🤖 AI Summary
Detecting black-box backdoor attacks against object detection models at inference time remains challenging—especially due to complex artifacts (e.g., phantom or disappearing objects) induced by multi-object outputs and triggers, which render conventional detection methods ineffective.
Method: We propose TRACE, the first model-agnostic, gradient-free, and architecture-agnostic test-time backdoor detection framework. Leveraging a novel empirical observation—that poisoned samples exhibit higher detection consistency under background transformations, whereas clean samples show greater consistency under focal-length variations—TRACE quantifies confidence variance across foreground, background, and focal-length transformations to assess transformational consistency.
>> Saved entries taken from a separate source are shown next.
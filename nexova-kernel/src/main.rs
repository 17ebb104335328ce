/**
 * NEXOVA KERNEL - Point d'entrée du simulateur de télémétrie industrielle
 *
 * RÔLE : Orchestration de tous les modules : config, store, hub, scheduler,
 * décisions autonomes, bridge MQTT, HTTP/WebSocket.
 *
 * ARRÊT (Ctrl-C) : HTTP s'arrête, le scheduler termine son tick en cours,
 * puis le superviseur de décisions draine dans le délai de grâce.
 */

mod anomaly_state;
mod classifier;
mod config;
mod decision;
mod generator;
mod health;
mod http;
mod hub;
mod models;
mod mqtt;
mod profiles;
mod scheduler;
mod store;
mod ws;

use crate::config::{load_config, DecisionMode, KernelConfig};
use crate::decision::dispatch::{spawn_decision_supervisor, DecisionDispatcher};
use crate::decision::http::HttpCollaborator;
use crate::decision::rules::RuleAdvisor;
use crate::decision::{DecisionCollaborator, DecisionInvoker, DecisionSinks};
use crate::generator::TelemetryGenerator;
use crate::health::HealthTracker;
use crate::http::AppState;
use crate::hub::BroadcastHub;
use crate::profiles::ProfileTable;
use crate::scheduler::TickScheduler;
use crate::store::JsonStore;

use anyhow::Context;
use std::future::IntoFuture;
use std::net::SocketAddr;
use std::sync::Arc;
use std::time::Duration;
use tokio::net::TcpListener;
use tracing::{error, info, warn};
use tracing_subscriber::EnvFilter;

#[tokio::main]
async fn main() -> anyhow::Result<()> {
    // Charger les variables d'environnement depuis .env (si présent)
    dotenvy::dotenv().ok();

    tracing_subscriber::fmt()
        .with_env_filter(EnvFilter::try_from_default_env().unwrap_or_else(|_| EnvFilter::new("nexova_kernel=info")))
        .init();

    let cfg: KernelConfig = load_config().await;
    let health = HealthTracker::new();
    let profiles = Arc::new(ProfileTable::with_overrides(&cfg.profiles));

    // store : disque si possible, sinon mémoire seule
    let store = Arc::new(open_store(&cfg).await);

    let hub = Arc::new(BroadcastHub::new(Duration::from_secs(cfg.hub.heartbeat_seconds.max(1))));
    let heartbeat = hub.spawn_heartbeat();
    let reporter = health.spawn_health_reporter(hub.clone(), Duration::from_secs(cfg.hub.health_log_seconds.max(1)));

    let mqtt_bridge = cfg.mqtt.as_ref().map(|conf| {
        info!(host = %conf.host, port = conf.port, prefix = %conf.topic_prefix, "starting mqtt bridge");
        mqtt::spawn_mqtt_bridge(conf, hub.clone())
    });

    // décisions autonomes
    let collaborator = build_collaborator(&cfg).context("decision collaborator")?;
    let sinks = DecisionSinks {
        telemetry: store.clone(),
        statuses: store.clone(),
        alerts: store.clone(),
        audit: store.clone(),
    };
    let invoker = Arc::new(
        DecisionInvoker::new(collaborator, sinks, cfg.decision.timeout(), cfg.decision.history_limit).with_hub(hub.clone()),
    );
    let (dispatcher, requests) = DecisionDispatcher::channel(cfg.decision.max_in_flight, health.clone());
    let supervisor = spawn_decision_supervisor(invoker, requests, health.clone(), cfg.decision.shutdown_grace());

    // simulation
    let generator = match cfg.simulation.seed {
        Some(seed) => {
            info!(seed, "seeded telemetry generator");
            TelemetryGenerator::seeded(seed, cfg.simulation.probabilities())
        }
        None => TelemetryGenerator::from_entropy(cfg.simulation.probabilities()),
    };
    let mut scheduler = TickScheduler::new(
        store.clone(),
        store.clone(),
        hub.clone(),
        profiles.clone(),
        generator,
        dispatcher,
        health.clone(),
        cfg.simulation.tick_interval(),
    )
    .spawn();

    // HTTP
    let app_state = AppState {
        store,
        hub,
        health,
        profiles,
        outbound_buffer: cfg.hub.outbound_buffer,
    };
    let app = http::build_router(app_state);

    let addr: SocketAddr = cfg.server.bind.parse().with_context(|| format!("invalid bind address {}", cfg.server.bind))?;
    let listener = TcpListener::bind(addr).await.with_context(|| format!("bind {addr}"))?;
    info!(%addr, machines = cfg.machines.len(), mode = ?cfg.decision.mode, "nexova kernel listening");

    let server = axum::serve(listener, app).with_graceful_shutdown(shutdown_signal()).into_future();

    // un scheduler mort sans arrêt demandé arrête aussi le kernel
    let early_exit = tokio::select! {
        served = server => {
            served.context("http server")?;
            None
        }
        exited = scheduler.exited() => Some(exited),
    };

    // le scheduler rendu porte le dispatcher : le lâcher ferme la file de décisions
    let stopped = match early_exit {
        Some(exited) => {
            error!("tick scheduler exited without a stop request, shutting down");
            exited
        }
        None => scheduler.stop().await,
    };
    match stopped {
        Ok(stopped) => drop(stopped),
        Err(e) => error!(error = %e, "scheduler task ended abnormally"),
    }
    if let Err(e) = supervisor.await {
        warn!(error = %e, "decision supervisor ended abnormally");
    }

    heartbeat.abort();
    reporter.abort();
    if let Some(bridge) = mqtt_bridge {
        bridge.abort();
    }
    info!("nexova kernel stopped");
    Ok(())
}

async fn open_store(cfg: &KernelConfig) -> JsonStore {
    let capacity = cfg.storage.history_capacity;
    let Some(dir) = &cfg.storage.data_dir else {
        info!("no data dir configured, store kept in memory");
        return JsonStore::in_memory(capacity, &cfg.machines);
    };
    match JsonStore::open(dir, capacity, &cfg.machines).await {
        Ok(store) => {
            info!(data_dir = %dir, "json store opened");
            store
        }
        Err(e) => {
            warn!(data_dir = %dir, error = %e, "data dir unusable, store kept in memory");
            JsonStore::in_memory(capacity, &cfg.machines)
        }
    }
}

fn build_collaborator(cfg: &KernelConfig) -> anyhow::Result<Arc<dyn DecisionCollaborator>> {
    match (cfg.decision.mode, &cfg.decision.endpoint) {
        (DecisionMode::Remote, Some(endpoint)) => {
            let collaborator = HttpCollaborator::new(endpoint.clone(), cfg.decision.token.clone(), cfg.decision.timeout())?;
            info!(endpoint = %collaborator.endpoint(), authenticated = cfg.decision.token.is_some(), "remote decision service");
            Ok(Arc::new(collaborator))
        }
        (DecisionMode::Remote, None) => {
            warn!("remote decision mode without endpoint, falling back to rules");
            Ok(Arc::new(RuleAdvisor::new()))
        }
        (DecisionMode::Rules, _) => Ok(Arc::new(RuleAdvisor::new())),
    }
}

async fn shutdown_signal() {
    if let Err(e) = tokio::signal::ctrl_c().await {
        warn!(error = %e, "ctrl-c handler unavailable");
        std::future::pending::<()>().await;
    }
    info!("shutdown requested");
}
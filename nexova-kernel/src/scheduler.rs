/**
 * TICK SCHEDULER - Boucle de simulation à intervalle fixe
 *
 * ÉTATS : IDLE <-> RUNNING, puis STOPPED (terminal)
 *
 * PAR TICK :
 * 1. machines actives depuis le registre (vide = no-op)
 * 2. une lecture par machine (générateur + état de dégradation)
 * 3. persistance du batch ET diffusion hub en parallèle (domaines de panne séparés)
 * 4. classification de chaque lecture, dispatch des anomalies sans attente
 *
 * Une tâche unique possède le générateur et l'état : deux ticks ne se
 * chevauchent jamais. Un tick trop long fait sauter les déclenchements manqués
 * (comptés dans la santé). L'arrêt laisse finir le tick en cours.
 */

use crate::anomaly_state::AnomalyStateStore;
use crate::classifier::classify;
use crate::decision::dispatch::DecisionDispatcher;
use crate::generator::TelemetryGenerator;
use crate::health::{HealthTracker, SchedulerPhase};
use crate::hub::{BroadcastHub, ENVELOPE_TELEMETRY_BATCH};
use crate::models::{AnomalyEvent, AnomalyKind, TelemetryReading};
use crate::profiles::ProfileTable;
use crate::store::{MachineRegistry, TelemetrySink};
use std::sync::Arc;
use std::time::Duration;
use time::OffsetDateTime;
use tokio::sync::watch;
use tokio::task::{JoinError, JoinHandle};
use tokio::time::{Instant, MissedTickBehavior};
use tracing::{debug, error, info, warn};

#[derive(Debug, Default, Clone, Copy, PartialEq, Eq)]
pub struct TickReport {
    pub machines: usize,
    pub persisted: bool,
    pub delivered: usize,
    pub anomalies: usize,
    pub dispatched: usize,
}

pub struct TickScheduler {
    registry: Arc<dyn MachineRegistry>,
    telemetry: Arc<dyn TelemetrySink>,
    hub: Arc<BroadcastHub>,
    profiles: Arc<ProfileTable>,
    generator: TelemetryGenerator,
    states: AnomalyStateStore,
    dispatcher: DecisionDispatcher,
    health: HealthTracker,
    interval: Duration,
}

impl TickScheduler {
    #[allow(clippy::too_many_arguments)]
    pub fn new(
        registry: Arc<dyn MachineRegistry>,
        telemetry: Arc<dyn TelemetrySink>,
        hub: Arc<BroadcastHub>,
        profiles: Arc<ProfileTable>,
        generator: TelemetryGenerator,
        dispatcher: DecisionDispatcher,
        health: HealthTracker,
        interval: Duration,
    ) -> Self {
        Self {
            registry,
            telemetry,
            hub,
            profiles,
            generator,
            states: AnomalyStateStore::new(),
            dispatcher,
            health,
            interval: interval.max(Duration::from_millis(10)),
        }
    }

    pub async fn run_tick(&mut self) -> TickReport {
        let machines = match self.registry.list_active_machines().await {
            Ok(machines) => machines,
            Err(e) => {
                warn!(error = %e, "registry unavailable, tick skipped");
                return TickReport::default();
            }
        };
        if machines.is_empty() {
            debug!("no active machines");
            self.health.record_tick(0, 0);
            return TickReport::default();
        }

        let at = OffsetDateTime::now_utc();
        let tick_hours = self.interval.as_secs_f64() / 3600.0;
        let batch: Vec<TelemetryReading> = machines
            .iter()
            .map(|machine| {
                let profile = self.profiles.profile_for(&machine.machine_type);
                self.generator.generate(machine, profile, &mut self.states, tick_hours, at)
            })
            .collect();

        // chaque côté reçoit sa propre copie du batch
        let hub = self.hub.clone();
        let fan_out_batch = batch.clone();
        let (persisted, delivery) = tokio::join!(
            self.telemetry.append_batch(batch.clone()),
            async move { hub.broadcast(ENVELOPE_TELEMETRY_BATCH, &fan_out_batch) },
        );

        let persisted = match persisted {
            Ok(()) => true,
            Err(e) => {
                error!(error = %e, readings = batch.len(), "telemetry batch not persisted");
                self.health.record_persistence_failure();
                false
            }
        };

        let mut report = TickReport {
            machines: machines.len(),
            persisted,
            delivered: delivery.delivered,
            ..TickReport::default()
        };

        for (machine, reading) in machines.into_iter().zip(batch) {
            let profile = *self.profiles.profile_for(&machine.machine_type);
            let kind = classify(&reading, &profile);
            if kind == AnomalyKind::None {
                continue;
            }
            report.anomalies += 1;
            info!(machine_id = %machine.id, kind = %kind, power = reading.power, temperature = reading.temperature, vibration = reading.vibration, "anomaly detected");

            // sans persistance, l'historique du contexte ne contiendrait pas cette lecture
            if !persisted {
                continue;
            }
            let event = AnomalyEvent { machine_id: machine.id.clone(), kind, reading };
            if self.dispatcher.dispatch(machine, profile, event) {
                report.dispatched += 1;
            }
        }

        if !persisted && report.anomalies > 0 {
            warn!(anomalies = report.anomalies, "decisions skipped for unpersisted batch");
        }
        self.health.record_tick(report.machines, report.anomalies);
        debug!(
            machines = report.machines,
            delivered = report.delivered,
            anomalies = report.anomalies,
            dispatched = report.dispatched,
            tracked = self.states.len(),
            in_flight = self.dispatcher.in_flight(),
            "tick completed"
        );
        report
    }

    pub fn spawn(self) -> SchedulerHandle {
        let (stop_tx, stop_rx) = watch::channel(false);
        let task = tokio::spawn(self.run(stop_rx));
        SchedulerHandle { stop: stop_tx, task }
    }

    async fn run(mut self, mut stop: watch::Receiver<bool>) -> TickScheduler {
        let period = self.interval;
        let mut interval = tokio::time::interval(period);
        interval.set_missed_tick_behavior(MissedTickBehavior::Skip);
        info!(interval_ms = period.as_millis() as u64, "tick scheduler started");

        loop {
            tokio::select! {
                biased;
                _ = stop.changed() => break,
                _ = interval.tick() => {}
            }

            // le tick tourne hors du select : un stop ne l'interrompt pas
            self.health.set_phase(SchedulerPhase::Running);
            let started = Instant::now();
            self.run_tick().await;
            let missed = started.elapsed().as_nanos() / period.as_nanos().max(1);
            if missed > 0 {
                self.health.record_skipped(missed as u64);
                warn!(missed = missed as u64, elapsed_ms = started.elapsed().as_millis() as u64, "tick overran its interval");
            }
            self.health.set_phase(SchedulerPhase::Idle);

            if *stop.borrow() {
                break;
            }
        }

        self.health.set_phase(SchedulerPhase::Stopped);
        info!(ticks = self.health.ticks_completed(), skipped = self.health.ticks_skipped(), "tick scheduler stopped");
        self
    }
}

pub struct SchedulerHandle {
    stop: watch::Sender<bool>,
    task: JoinHandle<TickScheduler>,
}

impl SchedulerHandle {
    /// Demande l'arrêt et attend la fin du tick en cours
    pub async fn stop(self) -> Result<TickScheduler, JoinError> {
        let _ = self.stop.send(true);
        self.task.await
    }

    /// Se résout si la tâche se termine sans arrêt demandé (panique d'un abonné...)
    pub async fn exited(&mut self) -> Result<TickScheduler, JoinError> {
        (&mut self.task).await
    }
}
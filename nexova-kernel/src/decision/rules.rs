/**
 * RULE ADVISOR - Collaborateur de décision local et déterministe
 *
 * Mode par défaut quand aucun service distant n'est configuré. Produit le même
 * payload non typé qu'un collaborateur distant ; il passe donc par la même validation.
 *
 * Règles :
 * - sévérité selon le ratio mesure / baseline du profil
 * - économies estimées = puissance moyenne (kW) × 10 % × 24 h × 0.12 €/kWh
 *   + variance de puissance × 0.005 (charge instable, variance > 50)
 *   + (pic - moyenne) × 0.2 × 0.12 (pic > 1.5 × moyenne)
 * - perte évitée = économies × facteur de risque
 *
 * SCORE D'EFFICACITÉ (0-100, dans `reasoning`) :
 * puissance moyenne > 30 kW : -15, température moyenne > 75 °C : -10,
 * charge instable : -8, ratio pic/moyenne élevé : -7
 */

use super::{ContextBundle, DecisionCollaborator, DecisionError};
use crate::generator::round2;
use crate::models::{ActionTaken, AnomalyKind, RiskLevel};
use async_trait::async_trait;
use serde_json::{json, Value};

const SAVINGS_SHARE: f64 = 0.1;
const HOURS_PER_DAY: f64 = 24.0;
const ENERGY_PRICE_PER_KWH: f64 = 0.12;

const CRITICAL_POWER_RATIO: f64 = 2.0;
const CRITICAL_HEAT_RATIO: f64 = 1.6;

const HIGH_AVERAGE_POWER_KW: f64 = 30.0;
const HIGH_AVERAGE_TEMP: f64 = 75.0;
const UNSTABLE_POWER_VARIANCE: f64 = 50.0;
const PEAK_TO_AVERAGE_RATIO: f64 = 1.5;
const VARIANCE_SAVINGS_FACTOR: f64 = 0.005;
const PEAK_SHAVING_SHARE: f64 = 0.2;

/// Statistiques de l'historique (la lecture courante seule si l'historique est vide)
#[derive(Debug, Clone, Copy, PartialEq)]
pub struct HistoryStats {
    pub avg_power: f64,
    pub max_power: f64,
    pub avg_temp: f64,
    pub power_variance: f64,
}

impl HistoryStats {
    pub fn from_context(context: &ContextBundle) -> Self {
        let readings = if context.history.is_empty() {
            std::slice::from_ref(&context.reading)
        } else {
            context.history.as_slice()
        };
        let n = readings.len() as f64;
        let avg_power = readings.iter().map(|r| r.power).sum::<f64>() / n;
        let avg_temp = readings.iter().map(|r| r.temperature).sum::<f64>() / n;
        let max_power = readings.iter().map(|r| r.power).fold(f64::MIN, f64::max);
        let power_variance = readings.iter().map(|r| (r.power - avg_power).powi(2)).sum::<f64>() / n;
        Self { avg_power, max_power, avg_temp, power_variance }
    }

    fn unstable(&self) -> bool {
        self.power_variance > UNSTABLE_POWER_VARIANCE
    }

    fn peaky(&self) -> bool {
        self.avg_power > 0.0 && self.max_power > self.avg_power * PEAK_TO_AVERAGE_RATIO
    }
}

/// Constat tiré de l'historique, avec sa pénalité sur le score d'efficacité
#[derive(Debug, Clone, PartialEq)]
pub struct Finding {
    pub note: String,
    pub penalty: f64,
}

pub fn findings(stats: &HistoryStats) -> Vec<Finding> {
    let mut found = Vec::new();
    if stats.avg_power > HIGH_AVERAGE_POWER_KW {
        found.push(Finding {
            note: format!("Average power is high ({:.1} kW), shift heavy operations to off-peak hours.", stats.avg_power),
            penalty: 15.0,
        });
    }
    if stats.avg_temp > HIGH_AVERAGE_TEMP {
        found.push(Finding {
            note: format!("Temperature averaging {:.1} °C, check cooling and ventilation.", stats.avg_temp),
            penalty: 10.0,
        });
    }
    if stats.unstable() {
        found.push(Finding {
            note: format!("Unstable power draw (variance {:.1}), consider power factor correction.", stats.power_variance),
            penalty: 8.0,
        });
    }
    if stats.peaky() {
        found.push(Finding {
            note: format!(
                "Peak-to-average power ratio is {:.1}x, stagger startups or add soft-start.",
                stats.max_power / stats.avg_power
            ),
            penalty: 7.0,
        });
    }
    found
}

pub fn efficiency_score(found: &[Finding]) -> f64 {
    (100.0 - found.iter().map(|f| f.penalty).sum::<f64>()).clamp(0.0, 100.0)
}

#[derive(Debug, Default, Clone, Copy)]
pub struct RuleAdvisor;

impl RuleAdvisor {
    pub fn new() -> Self {
        Self
    }

    fn assess(context: &ContextBundle) -> (RiskLevel, ActionTaken, String, String) {
        let reading = &context.reading;
        let profile = &context.profile;
        match context.anomaly_kind {
            AnomalyKind::LoadSpike => {
                let ratio = ratio(reading.power, profile.base_power);
                let cause = format!("Power draw at {ratio:.2}x baseline ({:.2} kW)", reading.power);
                if ratio >= CRITICAL_POWER_RATIO {
                    (RiskLevel::Critical, ActionTaken::Offline, cause, "Check drive and load path before restarting.".into())
                } else {
                    (RiskLevel::Warning, ActionTaken::Maintenance, cause, "Schedule an electrical inspection.".into())
                }
            }
            AnomalyKind::Overheat => {
                let ratio = ratio(reading.temperature, profile.base_temp);
                let cause = format!("Temperature at {ratio:.2}x baseline ({:.2} °C)", reading.temperature);
                if ratio >= CRITICAL_HEAT_RATIO {
                    (RiskLevel::Critical, ActionTaken::Offline, cause, "Let the unit cool and inspect the cooling circuit.".into())
                } else {
                    (RiskLevel::Warning, ActionTaken::Maintenance, cause, "Inspect cooling and lubrication.".into())
                }
            }
            AnomalyKind::PredictiveVibration => {
                let ratio = ratio(reading.vibration, profile.base_vibration);
                (
                    RiskLevel::Warning,
                    ActionTaken::Maintenance,
                    format!("Vibration at {ratio:.2}x baseline ({:.2} mm/s)", reading.vibration),
                    "Plan bearing and alignment checks.".into(),
                )
            }
            AnomalyKind::None => (
                RiskLevel::Info,
                ActionTaken::None,
                "Readings within expected range".into(),
                "No action required.".into(),
            ),
        }
    }
}

fn ratio(measured: f64, baseline: f64) -> f64 {
    if baseline > 0.0 {
        measured / baseline
    } else {
        0.0
    }
}

fn risk_factor(risk: RiskLevel) -> f64 {
    match risk {
        RiskLevel::Critical => 10.0,
        RiskLevel::Warning => 4.0,
        RiskLevel::Info => 1.0,
    }
}

/// Économies journalières estimées à partir de la puissance observée
pub fn estimated_savings(stats: &HistoryStats) -> f64 {
    let mut savings = stats.avg_power.max(0.0) * SAVINGS_SHARE * HOURS_PER_DAY * ENERGY_PRICE_PER_KWH;
    if stats.unstable() {
        savings += stats.power_variance * VARIANCE_SAVINGS_FACTOR;
    }
    if stats.peaky() {
        savings += (stats.max_power - stats.avg_power) * PEAK_SHAVING_SHARE * ENERGY_PRICE_PER_KWH;
    }
    round2(savings)
}

#[async_trait]
impl DecisionCollaborator for RuleAdvisor {
    async fn decide(&self, context: &ContextBundle) -> Result<Value, DecisionError> {
        let (risk, action, root_cause, mut recommendation) = Self::assess(context);
        let stats = HistoryStats::from_context(context);
        let found = findings(&stats);
        let savings = estimated_savings(&stats);

        let mut reasoning = format!(
            "{} on {} ({}) after {:.1} h of runtime, {} readings of history considered, efficiency score {:.0}/100.",
            context.anomaly_kind,
            context.machine.name,
            context.machine.machine_type,
            context.reading.runtime_hours,
            context.history.len(),
            efficiency_score(&found)
        );
        if found.is_empty() {
            recommendation.push_str(" History otherwise within optimal parameters.");
        }
        for finding in &found {
            reasoning.push(' ');
            reasoning.push_str(&finding.note);
        }

        Ok(json!({
            "rootCause": root_cause,
            "riskLevel": risk,
            "actionTaken": action,
            "reasoning": reasoning,
            "estimatedSavings": savings,
            "preventedLoss": round2(savings * risk_factor(risk)),
            "humanRecommendation": recommendation,
        }))
    }

    fn name(&self) -> &'static str {
        "rules"
    }
}
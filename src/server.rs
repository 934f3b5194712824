use axum::{
    Json, Router,
    extract::{State, rejection::JsonRejection},
    routing::{get, post},
};
use serde::Serialize;
use serde_json::json;
use tower_http::{catch_panic::CatchPanicLayer, trace::TraceLayer};
use tracing::debug;

use crate::{
    error::ServiceError,
    model::{GenerationRequest, GenerationResponse, LoadReport, ModelConfig},
    service::CompletionService,
};

#[derive(Clone)]
pub struct AppState {
    pub service: CompletionService,
}

#[derive(Serialize)]
struct MetadataResponse {
    model: ModelConfig,
    device: String,
    vocab_size: usize,
    checkpoint: LoadReport,
}

pub fn build_router(service: CompletionService) -> Router {
    let state = AppState { service };

    Router::new()
        .route("/health", get(health))
        .route("/generate", post(generate))
        .route("/metadata", get(metadata))
        .with_state(state)
        .layer(CatchPanicLayer::new())
        .layer(TraceLayer::new_for_http())
}

async fn health() -> Json<serde_json::Value> {
    Json(json!({ "status": "healthy" }))
}

async fn generate(
    State(state): State<AppState>,
    payload: Result<Json<GenerationRequest>, JsonRejection>,
) -> Result<Json<GenerationResponse>, ServiceError> {
    let Json(request) =
        payload.map_err(|rejection| ServiceError::InvalidArgument(rejection.body_text()))?;

    let result = state.service.complete(request).await?;
    debug!(
        generated = result.generated_tokens,
        stop = ?result.stop_reason,
        "http generate"
    );

    Ok(Json(GenerationResponse {
        response: result.text,
    }))
}

async fn metadata(State(state): State<AppState>) -> Json<MetadataResponse> {
    let serving = state.service.state();
    Json(MetadataResponse {
        model: serving.config().clone(),
        device: serving.device(),
        vocab_size: serving.tokenizer().vocab_size(),
        checkpoint: serving.load_report().clone(),
    })
}
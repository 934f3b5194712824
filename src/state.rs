use std::sync::Arc;

use parking_lot::Mutex;
use rand::{SeedableRng, rngs::StdRng};
use tracing::{debug, info, warn};

use crate::{
    engine::{CancelFlag, GenerationEngine, RandomSource},
    error::ServiceError,
    model::{GenerationParams, GenerationResult, LanguageModel, LoadReport, ModelConfig},
    tokenizer::TokenizerAdapter,
};

#[cfg(feature = "tch-backend")]
use crate::{config::AppConfig, model::checkpoint};

/// Options that shape a [`ServingState`] independent of how the model was
/// obtained.
#[derive(Debug, Clone)]
pub struct StateOptions {
    pub seed: u64,
    pub bos_token: String,
    pub eos_token: String,
    pub serialize_compute: bool,
}

impl Default for StateOptions {
    fn default() -> Self {
        Self {
            seed: 1337,
            bos_token: "<s>".to_string(),
            eos_token: "</s>".to_string(),
            serialize_compute: false,
        }
    }
}

/// The loaded model and everything a request needs to run against it.
///
/// Built once at startup and shared behind an `Arc`. Only the random
/// generator changes after construction.
pub struct ServingState {
    model: Arc<dyn LanguageModel>,
    tokenizer: TokenizerAdapter,
    bos_token_id: u32,
    eos_token_id: Option<u32>,
    rng: Mutex<StdRng>,
    compute_lock: Option<Mutex<()>>,
    load_report: LoadReport,
}

impl ServingState {
    #[cfg(feature = "tch-backend")]
    pub fn initialize(config: &AppConfig) -> Result<Self, ServiceError> {
        let tokenizer = TokenizerAdapter::from_file(&config.tokenizer_path)?;
        info!(path = %config.tokenizer_path.display(), vocab = tokenizer.vocab_size(), "tokenizer loaded");

        let (model, report) =
            checkpoint::load(&config.checkpoint_path, &config.model, config.device)?;
        info!(path = %config.checkpoint_path.display(), device = %model.device(), "checkpoint loaded");

        let options = StateOptions {
            seed: config.seed,
            bos_token: config.bos_token.clone(),
            eos_token: config.eos_token.clone(),
            serialize_compute: config.serialize_compute,
        };
        Ok(Self::from_parts(Arc::new(model), tokenizer, options)?.with_load_report(report))
    }

    pub fn from_parts(
        model: Arc<dyn LanguageModel>,
        tokenizer: TokenizerAdapter,
        options: StateOptions,
    ) -> Result<Self, ServiceError> {
        let bos_token_id = tokenizer.special_token(&options.bos_token)?;
        let eos_token_id = tokenizer.special_token(&options.eos_token).ok();
        if eos_token_id.is_none() {
            warn!(token = %options.eos_token, "no end-of-sequence token; generation stops on length only");
        }

        let model_vocab = model.config().vocab_size;
        if tokenizer.vocab_size() > model_vocab {
            warn!(
                tokenizer = tokenizer.vocab_size(),
                model = model_vocab,
                "tokenizer vocabulary is larger than the model's"
            );
        }

        Ok(Self {
            model,
            tokenizer,
            bos_token_id,
            eos_token_id,
            rng: Mutex::new(StdRng::seed_from_u64(options.seed)),
            compute_lock: options.serialize_compute.then(|| Mutex::new(())),
            load_report: LoadReport::default(),
        })
    }

    pub fn with_load_report(mut self, report: LoadReport) -> Self {
        self.load_report = report;
        self
    }

    pub fn config(&self) -> &ModelConfig {
        self.model.config()
    }

    pub fn tokenizer(&self) -> &TokenizerAdapter {
        &self.tokenizer
    }

    pub fn load_report(&self) -> &LoadReport {
        &self.load_report
    }

    pub fn device(&self) -> String {
        self.model.device()
    }

    pub fn vocab_size(&self) -> usize {
        self.model.config().vocab_size
    }

    /// Runs `f` with exclusive access to the shared generator.
    pub fn with_rng<T>(&self, f: impl FnOnce(&mut StdRng) -> T) -> T {
        f(&mut self.rng.lock())
    }

    /// Prompt ids followed by the beginning-of-sequence id.
    pub fn entry_sequence(&self, prompt: &str) -> Result<Vec<u32>, ServiceError> {
        let mut ids = self.tokenizer.encode(prompt)?;
        ids.push(self.bos_token_id);
        Ok(ids)
    }

    /// Runs one generation to completion on the calling thread.
    ///
    /// Only the generated ids are decoded, so the prompt never appears in
    /// the returned text.
    pub fn run(
        &self,
        params: &GenerationParams,
        cancel: &CancelFlag,
    ) -> Result<GenerationResult, ServiceError> {
        let entry = self.entry_sequence(&params.prompt)?;

        let mut rng = match params.seed {
            Some(seed) => RandomSource::seeded(seed),
            None => RandomSource::Shared(&self.rng),
        };

        let generation = GenerationEngine::new(self.model.as_ref())
            .with_compute_lock(self.compute_lock.as_ref())
            .with_eos(self.eos_token_id)
            .generate(
                &entry,
                params.temperature,
                params.max_new_tokens,
                params.top_k,
                &mut rng,
                cancel,
            )?;

        let text = self.tokenizer.decode(generation.generated())?;
        debug!(
            prompt_tokens = generation.prompt_len,
            generated_tokens = generation.generated().len(),
            stop = ?generation.stop_reason,
            "generation finished"
        );

        Ok(GenerationResult {
            text,
            prompt_tokens: generation.prompt_len,
            generated_tokens: generation.generated().len(),
            stop_reason: generation.stop_reason,
        })
    }
}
Results: Evaluated on COCO and PASCAL VOC, TRACE achieves a 30% AUROC improvement over state-of-the-art methods and demonstrates robustness against adaptive attacks.
📝 Abstract
Object detection models are vulnerable to backdoor attacks, where attackers poison a small subset of training samples by embedding a predefined trigger to manipulate prediction. Detecting poisoned samples (i.e., those containing triggers) at test time can prevent backdoor activation. However, unlike image classification tasks, the unique characteristics of object detection -- particularly its output of numerous objects -- pose fresh challenges for backdoor detection. The complex attack effects (e.g.,"ghost"object emergence or"vanishing"object) further render current defenses fundamentally inadequate. To this end, we design TRAnsformation Consistency Evaluation (TRACE), a brand-new method for detecting poisoned samples at test time in object detection. Our journey begins with two intriguing observations: (1) poisoned samples exhibit significantly more consistent detection results than clean ones across varied backgrounds. (2) clean samples show higher detection consistency when introduced to different focal information. Based on these phenomena, TRACE applies foreground and background transformations to each test sample, then assesses transformation consistency by calculating the variance in objects confidences. TRACE achieves black-box, universal backdoor detection, with extensive experiments showing a 30% improvement in AUROC over state-of-the-art defenses and resistance to adaptive attacks.